What you have to do: Going down the data below, set down exactly the line with "a generation run." and each line after it through the line with "pub(crate) fn guarded(&self)"; no other lines.

Records from a data source
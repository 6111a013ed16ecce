//! Substitution environment for holes.
//!
//! A persistent chain of `(hole, fill)` frames. Each frame keeps the
//! environment it was created in, and a resolved hole continues in that
//! environment, so fills are scoped lexically: a fill never sees bindings
//! introduced inside the body it was plugged into.
//!
//! Fills are borrowed from the pattern being walked (`'p`) and stored
//! type-erased, since a hole's sort may differ from the sort of the pattern
//! that contains it.

use std::any::Any;
use std::fmt;
use std::rc::Rc;

use crate::pattern::{HoleId, Name, Pattern};
use crate::shape::Sort;

/// Hole resolutions allowed in a row without entering a constructor layer.
///
/// Legitimate chains are bounded by the nesting of `concat`s in the
/// pattern; anything longer is an iteration whose hole is reachable without
/// consuming structure (e.g. `iter(|h| choice(h, p))`).
const MAX_UNGUARDED_UNFOLDS: u32 = 4096;

struct Frame<'p> {
    hole: HoleId,
    fill: &'p (dyn Any + 'static),
    outer: Env<'p>,
}

/// Hole bindings in scope during a match or a generation run.
///
/// Opaque outside the crate; the dispatch traits only pass it along.
#[derive(Clone, Default)]
pub struct Env<'p> {
    frames: Option<Rc<Frame<'p>>>,
    unfolds: u32,
}

impl<'p> Env<'p> {
    /// Bind `hole` to `fill` on top of this environment.
    #[must_use]
    pub(crate) fn bind(&self, hole: HoleId, fill: &'p (dyn Any + 'static)) -> Self {
        Env {
            frames: Some(Rc::new(Frame {
                hole,
                fill,
                outer: self.clone(),
            })),
            unfolds: self.unfolds,
        }
    }

    /// The same bindings, after entering a constructor layer.
    #[must_use]
    pub(crate) fn guarded(&self) -> Self {
        Env {
            frames: self.frames.clone(),
            unfolds: 0,
        }
    }

    /// Look up `hole`, returning its fill and the environment the fill
    /// was bound in.
    pub(crate) fn resolve<S: Sort, N: Name>(&self, hole: HoleId) -> (&'p Pattern<S, N>, Self) {
        if self.unfolds >= MAX_UNGUARDED_UNFOLDS {
            malformed(format_args!(
                "hole {hole} unfolded {MAX_UNGUARDED_UNFOLDS} times without entering a constructor"
            ));
        }
        let mut cursor = self.frames.as_deref();
        while let Some(frame) = cursor {
            if frame.hole == hole {
                let fill: &'p (dyn Any + 'static) = frame.fill;
                let Some(pattern) = fill.downcast_ref::<Pattern<S, N>>() else {
                    malformed(format_args!(
                        "hole {hole} bound to a pattern of a different sort or name type"
                    ));
                };
                let outer = Env {
                    frames: frame.outer.frames.clone(),
                    unfolds: self.unfolds + 1,
                };
                return (pattern, outer);
            }
            cursor = frame.outer.frames.as_deref();
        }
        malformed(format_args!(
            "hole {hole} used outside the concat or iter that introduced it"
        ))
    }
}

/// Report a pattern defect the type system could not rule out.
#[cold]
#[track_caller]
fn malformed(detail: fmt::Arguments<'_>) -> ! {
    panic!("malformed pattern: {detail}")
}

Result below:
/// Hole bindings in scope during a match or a generation run.
///
/// Opaque outside the crate; the dispatch traits only pass it along.
#[derive(Clone, Default)]
pub struct Env<'p> {
    frames: Option<Rc<Frame<'p>>>,
    unfolds: u32,
}

impl<'p> Env<'p> {
    /// Bind `hole` to `fill` on top of this environment.
    #[must_use]
    pub(crate) fn bind(&self, hole: HoleId, fill: &'p (dyn Any + 'static)) -> Self {
        Env {
            frames: Some(Rc::new(Frame {
                hole,
                fill,
                outer: self.clone(),
            })),
            unfolds: self.unfolds,
        }
    }

    /// The same bindings, after entering a constructor layer.
    #[must_use]
    pub(crate) fn guarded(&self) -> Self {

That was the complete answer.